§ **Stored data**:
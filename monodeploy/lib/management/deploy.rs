use std::{path::Path, sync::Arc};

use tokio_util::sync::CancellationToken;

use crate::{
    config::ProjectFile,
    deploy::{DeployEvent, DeployReport, Orchestrator},
    descriptor::{DescriptorRegistry, ProjectDiscovery, TracingHintSink, ValidationHint},
    manifest::{ManifestModel, RemoteManifest},
    platform::{DockerEngine, HttpHealthProbe, HttpPlatformClient, PlatformApi},
    reconcile::{DeploymentPlan, Reconciler},
    MonodeployResult,
};

use super::{apply_declarations, load_project};

//--------------------------------------------------------------------------------------------------
// Types
//--------------------------------------------------------------------------------------------------

/// Options of a deployment started from the command line.
#[derive(Debug, Default, Clone)]
pub struct DeployOptions {
    /// Skip booting and health checking images locally.
    pub skip_verify: bool,

    /// A comment attached to the submitted manifest.
    pub comment: Option<String>,
}

//--------------------------------------------------------------------------------------------------
// Functions
//--------------------------------------------------------------------------------------------------

/// Discovers the descriptors of a project and returns every validation hint.
pub async fn validate(
    project_dir: Option<&Path>,
    project_file: Option<&str>,
) -> MonodeployResult<Vec<ValidationHint>> {
    let (project, project_dir) = load_project(project_dir, project_file).await?;
    let registry = discover(&project, &project_dir).await?;
    Ok(registry.hints().to_vec())
}

/// Reconciles a project with the platform without deploying anything.
pub async fn plan(
    project_dir: Option<&Path>,
    project_file: Option<&str>,
) -> MonodeployResult<DeploymentPlan> {
    let (project, project_dir) = load_project(project_dir, project_file).await?;
    let registry = discover(&project, &project_dir).await?;

    let platform = HttpPlatformClient::new(project.get_settings().get_platform());
    let remote = platform.fetch_remote_manifest().await?;
    let model = compose_model(&registry, &remote, &project, None);

    Reconciler::reconcile(&model, &remote, &registry)
}

/// Deploys a project.
///
/// Progress is logged through `tracing`. The deployment stops at the first failure or when
/// `cancel` fires.
pub async fn deploy(
    project_dir: Option<&Path>,
    project_file: Option<&str>,
    options: DeployOptions,
    cancel: CancellationToken,
) -> MonodeployResult<DeployReport> {
    let (project, project_dir) = load_project(project_dir, project_file).await?;
    let registry = discover(&project, &project_dir).await?;

    let mut config = project.get_settings().clone();
    if options.skip_verify {
        config = config.with_verify_health(false);
    }

    let platform = Arc::new(HttpPlatformClient::new(config.get_platform()));
    let remote = platform.fetch_remote_manifest().await?;
    let model = compose_model(&registry, &remote, &project, options.comment);

    let engine = Arc::new(DockerEngine::new(&config));
    let probe = Arc::new(HttpHealthProbe::new(&config)?);
    let mut orchestrator = Orchestrator::new(registry, platform, engine, probe, config);

    let mut events = orchestrator.subscribe();
    let listener = tokio::spawn(async move {
        while let Some(event) = events.recv().await {
            match event {
                DeployEvent::ServiceStateChanged { name, state } => {
                    tracing::info!(service = %name, ?state, "state changed")
                }
                DeployEvent::ServiceProgress { name, progress } => {
                    tracing::debug!(service = %name, progress = %format!("{:.0}%", progress * 100.0), "upload progress")
                }
                event => tracing::debug!(?event, "deploy event"),
            }
        }
    });

    let result = orchestrator
        .deploy(
            &model,
            cancel,
            |name| tracing::info!(service = %name, "published"),
            |message| tracing::info!("{message}"),
        )
        .await;

    drop(orchestrator);
    let _ = listener.await;

    result
}

/// Composes the model of one deployment attempt from the registry, the remote manifest and the
/// flags set in the project file.
pub fn compose_model(
    registry: &DescriptorRegistry,
    remote: &RemoteManifest,
    project: &ProjectFile,
    comment: Option<String>,
) -> ManifestModel {
    let mut model = ManifestModel::compose(registry, remote);
    apply_declarations(project, &mut model);
    model.comment = comment;
    model
}

async fn discover(project: &ProjectFile, project_dir: &Path) -> MonodeployResult<DescriptorRegistry> {
    let source = ProjectDiscovery::new(project_dir, project.clone());
    DescriptorRegistry::discover(&source, &TracingHintSink).await
}
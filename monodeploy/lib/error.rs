use std::{
    error::Error,
    fmt::{self, Display},
    time::Duration,
};
use thiserror::Error;

use crate::{deploy::PublishState, reconcile::PreconditionViolation};

//--------------------------------------------------------------------------------------------------
// Types
//--------------------------------------------------------------------------------------------------

/// The result of a monodeploy-related operation.
pub type MonodeployResult<T> = Result<T, MonodeployError>;

/// An error that occurred while planning or running a deployment.
#[derive(pretty_error_debug::Debug, Error)]
pub enum MonodeployError {
    /// An I/O error.
    #[error("io error: {0}")]
    Io(#[from] std::io::Error),

    /// An error that can represent any error.
    #[error(transparent)]
    Custom(#[from] AnyError),

    /// An error that occurred during JSON (de)serialization.
    #[error("json error: {0}")]
    Json(#[from] serde_json::Error),

    /// An error that occurred during YAML (de)serialization.
    #[error("yaml error: {0}")]
    Yaml(#[from] serde_yaml::Error),

    /// An error that occurred during an HTTP request.
    #[error("http request error: {0}")]
    HttpRequest(#[from] reqwest::Error),

    /// An error that occurred during an HTTP middleware operation.
    #[error("http middleware error: {0}")]
    HttpMiddleware(#[from] reqwest_middleware::Error),

    /// The deployment plan violates one or more preconditions. Nothing was built.
    #[error("deployment preconditions not met: {}", format_violations(.0))]
    Precondition(Vec<PreconditionViolation>),

    /// Building the image of a service failed.
    #[error("failed to build service '{service}': {reason}")]
    BuildFailed {
        /// The service being built.
        service: String,

        /// The underlying reason reported by the container engine.
        reason: String,
    },

    /// The built image targets an architecture outside the supported set.
    #[error("service '{service}' was built for unsupported architecture '{arch}'")]
    UnsupportedArchitecture {
        /// The service being built.
        service: String,

        /// The architecture reported for the built image.
        arch: String,
    },

    /// Starting the service locally for verification failed.
    #[error("failed to run service '{service}' locally: {reason}")]
    LocalRunFailed {
        /// The service being verified.
        service: String,

        /// The underlying reason reported by the container engine.
        reason: String,
    },

    /// The service never reported healthy within the configured timeout.
    #[error("service '{service}' did not become healthy within {timeout:?}")]
    HealthCheckTimeout {
        /// The service being verified.
        service: String,

        /// The timeout that elapsed.
        timeout: Duration,
    },

    /// Uploading the image of a service failed.
    #[error("failed to upload service '{service}': {reason}")]
    UploadFailed {
        /// The service being uploaded.
        service: String,

        /// The underlying reason reported by the container engine.
        reason: String,
    },

    /// The deployment was cancelled through its cancellation token.
    #[error("deployment cancelled")]
    Cancelled,

    /// Fetching the remote manifest failed.
    #[error("failed to fetch remote manifest: {0}")]
    RemoteManifestFetch(String),

    /// Submitting the final manifest failed.
    #[error("failed to submit manifest: {0}")]
    ManifestSubmission(String),

    /// An unknown CPU architecture string.
    #[error("invalid cpu architecture: {0}")]
    InvalidCpuArch(String),

    /// A publish state was asked to move backwards or out of a terminal state.
    #[error("invalid publish state transition from {from:?} to {to:?}")]
    InvalidStateTransition {
        /// The current state.
        from: PublishState,

        /// The requested state.
        to: PublishState,
    },

    /// An external command exited unsuccessfully.
    #[error("command `{command}` failed with {status}: {stderr}")]
    CommandFailed {
        /// The command line that was run.
        command: String,

        /// The exit status.
        status: String,

        /// Captured standard error.
        stderr: String,
    },

    /// The project file could not be found.
    #[error("project file not found: {0}")]
    ProjectFileNotFound(String),

    /// The requested service is not known to the registry.
    #[error("service not found: {0}")]
    ServiceNotFound(String),
}

/// An error that can represent any error.
#[derive(Debug)]
pub struct AnyError {
    error: anyhow::Error,
}

//--------------------------------------------------------------------------------------------------
// Methods
//--------------------------------------------------------------------------------------------------

impl MonodeployError {
    /// Creates a new `Err` result.
    pub fn custom(error: impl Into<anyhow::Error>) -> MonodeployError {
        MonodeployError::Custom(AnyError {
            error: error.into(),
        })
    }

    /// Returns `true` if the error reports a cancelled deployment.
    pub fn is_cancellation(&self) -> bool {
        matches!(self, MonodeployError::Cancelled)
    }

    /// Returns `true` if the error was raised before any pipeline stage ran.
    pub fn is_precondition(&self) -> bool {
        matches!(self, MonodeployError::Precondition(_))
    }
}

impl AnyError {
    /// Downcasts the error to a `T`.
    pub fn downcast<T>(&self) -> Option<&T>
    where
        T: Display + fmt::Debug + Send + Sync + 'static,
    {
        self.error.downcast_ref::<T>()
    }
}

//--------------------------------------------------------------------------------------------------
// Functions
//--------------------------------------------------------------------------------------------------

/// Creates an `Ok` `MonodeployResult`.
#[allow(non_snake_case)]
pub fn Ok<T>(value: T) -> MonodeployResult<T> {
    Result::Ok(value)
}

fn format_violations(violations: &[PreconditionViolation]) -> String {
    violations
        .iter()
        .map(|v| v.to_string())
        .collect::<Vec<_>>()
        .join("; ")
}

//--------------------------------------------------------------------------------------------------
// Trait Implementations
//--------------------------------------------------------------------------------------------------

impl PartialEq for AnyError {
    fn eq(&self, other: &Self) -> bool {
        self.error.to_string() == other.error.to_string()
    }
}

impl Display for AnyError {
    fn fmt(&self, f: &mut fmt::Formatter<'_>) -> fmt::Result {
        write!(f, "{}", self.error)
    }
}

impl Error for AnyError {}
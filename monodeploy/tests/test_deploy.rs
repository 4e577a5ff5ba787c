mod common;

use std::collections::BTreeSet;

use common::{
    fast_config, registry, service, storage, EngineCall, Harness, MockEngine, MockPlatform,
    MockProbe, ProbeMode,
};
use monodeploy::{
    deploy::{DeployEvent, PublishState},
    manifest::{DependencyReference, ManifestModel, ServiceEntry, StorageEntry},
    MonodeployError,
};
use tokio_util::sync::CancellationToken;

//--------------------------------------------------------------------------------------------------
// Tests
//--------------------------------------------------------------------------------------------------

#[test_log::test(tokio::test)]
async fn test_deploy_inventory_with_storage() -> anyhow::Result<()> {
    let harness = Harness::healthy();
    let mut orchestrator = harness.orchestrator(
        registry(
            vec![service("inventory", &["inventory-db"])],
            vec![storage("inventory-db")],
        ),
        fast_config(),
    );
    let mut events = orchestrator.subscribe();

    let model = ManifestModel::default()
        .with_service(
            "inventory",
            ServiceEntry::builder()
                .dependencies(BTreeSet::from(["inventory-db".to_string()]))
                .build(),
        )
        .with_storage(
            "inventory-db",
            StorageEntry::builder().storage_type("mongov1").build(),
        );

    let mut published = Vec::new();
    let mut logs = Vec::new();
    let report = orchestrator
        .deploy(
            &model,
            CancellationToken::new(),
            |name| published.push(name.to_string()),
            |message| logs.push(message.to_string()),
        )
        .await?;

    assert_eq!(harness.engine.builds(), vec!["inventory".to_string()]);
    assert_eq!(harness.engine.uploads(), vec!["inventory".to_string()]);
    assert!(harness.engine.calls().contains(&EngineCall::Run("inventory".to_string())));
    assert_eq!(orchestrator.state_of("inventory"), Some(PublishState::Published));
    assert_eq!(orchestrator.state_of("inventory-db"), Some(PublishState::Published));
    assert_eq!(published, vec!["inventory".to_string()]);
    assert!(logs.iter().any(|m| m.contains("inventory: building image")));

    let submitted = harness.platform.last_submitted().unwrap();
    assert_eq!(submitted.get_manifest().len(), 1);
    let inventory = submitted.find_service("inventory").unwrap();
    assert_eq!(
        inventory.get_dependencies(),
        &vec![DependencyReference {
            id: "inventory-db".to_string(),
            storage_type: "mongov1".to_string(),
        }]
    );
    assert_eq!(
        inventory.get_image_id().as_deref(),
        Some(harness.engine.image_id("inventory").as_str())
    );
    assert_eq!(inventory.get_image_cpu_arch().as_deref(), Some("amd64"));
    assert!(*submitted.find_storage("inventory-db").unwrap().get_enabled());

    assert_eq!(report.get_published().len(), 2);
    assert_eq!(report.get_uploaded(), &vec!["inventory".to_string()]);
    assert_eq!(report.get_manifest_digest(), &submitted.digest()?);

    let mut received = Vec::new();
    while let Ok(event) = events.try_recv() {
        received.push(event);
    }
    assert_eq!(received.first(), Some(&DeployEvent::BeforeDeploy { total: 2 }));
    assert_eq!(received.last(), Some(&DeployEvent::DeploySucceeded { count: 2 }));

    let inventory_states: Vec<_> = received
        .iter()
        .filter_map(|e| match e {
            DeployEvent::ServiceStateChanged { name, state } if name == "inventory" => Some(*state),
            _ => None,
        })
        .collect();
    assert_eq!(
        inventory_states,
        vec![
            PublishState::InProgress,
            PublishState::Verifying,
            PublishState::Published
        ]
    );
    assert!(received.iter().any(|e| matches!(
        e,
        DeployEvent::ServiceProgress { name, progress } if name == "inventory" && *progress == 1.0
    )));

    Ok(())
}

#[test_log::test(tokio::test)]
async fn test_deploy_stops_at_first_build_failure() -> anyhow::Result<()> {
    let harness = Harness::new(
        MockPlatform::default(),
        MockEngine::failing_build("billing"),
        MockProbe::new(ProbeMode::Healthy),
    );
    let mut orchestrator = harness.orchestrator(
        registry(
            vec![
                service("accounts", &[]),
                service("billing", &[]),
                service("catalog", &[]),
            ],
            vec![],
        ),
        fast_config(),
    );
    let mut events = orchestrator.subscribe();

    let model = ManifestModel::default();
    let err = orchestrator
        .deploy(&model, CancellationToken::new(), |_| {}, |_| {})
        .await
        .unwrap_err();

    assert!(matches!(err, MonodeployError::BuildFailed { ref service, .. } if service == "billing"));
    assert_eq!(
        harness.engine.builds(),
        vec!["accounts".to_string(), "billing".to_string()]
    );
    assert_eq!(orchestrator.state_of("accounts"), Some(PublishState::Published));
    assert_eq!(orchestrator.state_of("billing"), Some(PublishState::Failed));
    assert_eq!(orchestrator.state_of("catalog"), Some(PublishState::NotStarted));
    assert!(harness.platform.last_submitted().is_none());

    let mut last = None;
    while let Ok(event) = events.try_recv() {
        last = Some(event);
    }
    assert!(matches!(
        last,
        Some(DeployEvent::DeployFailed { ref message }) if message.contains("billing")
    ));

    Ok(())
}

#[test_log::test(tokio::test)]
async fn test_redeploy_without_changes_uploads_nothing() -> anyhow::Result<()> {
    let harness = Harness::healthy();
    let mut orchestrator = harness.orchestrator(
        registry(
            vec![service("inventory", &["inventory-db"]), service("billing", &[])],
            vec![storage("inventory-db")],
        ),
        fast_config(),
    );

    let model = ManifestModel::default();
    let first = orchestrator
        .deploy(&model, CancellationToken::new(), |_| {}, |_| {})
        .await?;
    assert_eq!(first.get_uploaded().len(), 2);
    assert!(orchestrator
        .states()
        .values()
        .all(|s| *s == PublishState::Published));

    let second = orchestrator
        .deploy(&model, CancellationToken::new(), |_| {}, |_| {})
        .await?;
    assert!(second.get_uploaded().is_empty());
    assert_eq!(second.get_skipped_uploads().len(), 2);
    assert_eq!(harness.engine.uploads().len(), 2);
    assert!(orchestrator
        .states()
        .values()
        .all(|s| *s == PublishState::Published));

    harness.engine.bump("billing");
    let third = orchestrator
        .deploy(&model, CancellationToken::new(), |_| {}, |_| {})
        .await?;
    assert_eq!(third.get_uploaded(), &vec!["billing".to_string()]);

    Ok(())
}

#[test_log::test(tokio::test)]
async fn test_fresh_orchestrator_skips_images_the_platform_runs() -> anyhow::Result<()> {
    let harness = Harness::healthy();
    let model = ManifestModel::default();

    let mut first = harness.orchestrator(registry(vec![service("inventory", &[])], vec![]), fast_config());
    first
        .deploy(&model, CancellationToken::new(), |_| {}, |_| {})
        .await?;

    let mut second = harness.orchestrator(registry(vec![service("inventory", &[])], vec![]), fast_config());
    let report = second
        .deploy(&model, CancellationToken::new(), |_| {}, |_| {})
        .await?;

    assert_eq!(report.get_skipped_uploads(), &vec!["inventory".to_string()]);
    assert_eq!(harness.engine.uploads().len(), 1);

    Ok(())
}

#[test_log::test(tokio::test)]
async fn test_services_sharing_an_image_are_each_uploaded() -> anyhow::Result<()> {
    let harness = Harness::new(
        MockPlatform::default(),
        MockEngine::sharing_image("sha256:shared"),
        MockProbe::new(ProbeMode::Healthy),
    );
    let mut orchestrator = harness.orchestrator(
        registry(vec![service("alpha", &[]), service("beta", &[])], vec![]),
        fast_config(),
    );

    let model = ManifestModel::default();
    let report = orchestrator
        .deploy(&model, CancellationToken::new(), |_| {}, |_| {})
        .await?;

    assert_eq!(
        report.get_uploaded(),
        &vec!["alpha".to_string(), "beta".to_string()]
    );
    assert!(report.get_skipped_uploads().is_empty());
    assert!(harness
        .engine
        .calls()
        .contains(&EngineCall::Upload("beta".to_string(), "sha256:shared".to_string())));

    // Both services now run the shared image on the platform.
    let again = orchestrator
        .deploy(&model, CancellationToken::new(), |_| {}, |_| {})
        .await?;
    assert!(again.get_uploaded().is_empty());
    assert_eq!(harness.engine.uploads().len(), 2);

    Ok(())
}

#[test_log::test(tokio::test)]
async fn test_failed_precondition_clears_previous_states() -> anyhow::Result<()> {
    let harness = Harness::healthy();
    let mut orchestrator = harness.orchestrator(
        registry(
            vec![service("inventory", &["inventory-db"])],
            vec![storage("inventory-db")],
        ),
        fast_config(),
    );

    orchestrator
        .deploy(&ManifestModel::default(), CancellationToken::new(), |_| {}, |_| {})
        .await?;
    assert_eq!(orchestrator.state_of("inventory"), Some(PublishState::Published));

    let archived = ManifestModel::default().with_storage(
        "inventory-db",
        StorageEntry::builder()
            .storage_type("mongov1")
            .archived(true)
            .build(),
    );
    let err = orchestrator
        .deploy(&archived, CancellationToken::new(), |_| {}, |_| {})
        .await
        .unwrap_err();

    assert!(err.is_precondition());
    assert!(orchestrator.states().is_empty());
    assert_eq!(orchestrator.state_of("inventory"), None);

    Ok(())
}

#[test_log::test(tokio::test)]
async fn test_unsupported_architecture_fails_like_a_build() -> anyhow::Result<()> {
    let harness = Harness::new(
        MockPlatform::default(),
        MockEngine::with_platform("linux/s390x"),
        MockProbe::new(ProbeMode::Healthy),
    );
    let mut orchestrator =
        harness.orchestrator(registry(vec![service("inventory", &[])], vec![]), fast_config());

    let err = orchestrator
        .deploy(&ManifestModel::default(), CancellationToken::new(), |_| {}, |_| {})
        .await
        .unwrap_err();

    assert!(matches!(
        err,
        MonodeployError::UnsupportedArchitecture { ref arch, .. } if arch == "s390x"
    ));
    assert_eq!(orchestrator.state_of("inventory"), Some(PublishState::Failed));
    assert!(harness.engine.uploads().is_empty());
    assert!(!harness
        .engine
        .calls()
        .contains(&EngineCall::Run("inventory".to_string())));

    Ok(())
}

#[test_log::test(tokio::test)]
async fn test_upload_failure_marks_service_failed() -> anyhow::Result<()> {
    let harness = Harness::new(
        MockPlatform::default(),
        MockEngine::failing_upload("inventory"),
        MockProbe::new(ProbeMode::Healthy),
    );
    let mut orchestrator = harness.orchestrator(
        registry(vec![service("inventory", &[]), service("search", &[])], vec![]),
        fast_config(),
    );

    let err = orchestrator
        .deploy(&ManifestModel::default(), CancellationToken::new(), |_| {}, |_| {})
        .await
        .unwrap_err();

    assert!(matches!(err, MonodeployError::UploadFailed { .. }));
    assert_eq!(orchestrator.state_of("inventory"), Some(PublishState::Failed));
    assert_eq!(orchestrator.state_of("search"), Some(PublishState::NotStarted));
    assert!(harness.platform.last_submitted().is_none());

    Ok(())
}

#[test_log::test(tokio::test)]
async fn test_submission_failure_keeps_published_services() -> anyhow::Result<()> {
    let platform = MockPlatform {
        fail_submit: true,
        ..Default::default()
    };
    let harness = Harness::new(platform, MockEngine::new(), MockProbe::new(ProbeMode::Healthy));
    let mut orchestrator =
        harness.orchestrator(registry(vec![service("inventory", &[])], vec![]), fast_config());
    let mut events = orchestrator.subscribe();

    let err = orchestrator
        .deploy(&ManifestModel::default(), CancellationToken::new(), |_| {}, |_| {})
        .await
        .unwrap_err();

    assert!(matches!(err, MonodeployError::ManifestSubmission(_)));
    assert_eq!(orchestrator.state_of("inventory"), Some(PublishState::Published));
    assert_eq!(harness.engine.builds().len(), 1);

    let mut failed = false;
    while let Ok(event) = events.try_recv() {
        failed |= matches!(event, DeployEvent::DeployFailed { .. });
    }
    assert!(failed);

    Ok(())
}

#[test_log::test(tokio::test)]
async fn test_cancelled_deploy_builds_nothing() -> anyhow::Result<()> {
    let harness = Harness::healthy();
    let mut orchestrator =
        harness.orchestrator(registry(vec![service("inventory", &[])], vec![]), fast_config());

    let cancel = CancellationToken::new();
    cancel.cancel();

    let err = orchestrator
        .deploy(&ManifestModel::default(), cancel, |_| {}, |_| {})
        .await
        .unwrap_err();

    assert!(err.is_cancellation());
    assert!(harness.engine.builds().is_empty());
    assert_eq!(orchestrator.state_of("inventory"), Some(PublishState::NotStarted));

    Ok(())
}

§ **Exercise goal**: Please state how many lines in the entries include the string "status", giving no more than the number.

§ **Result of the task**: 3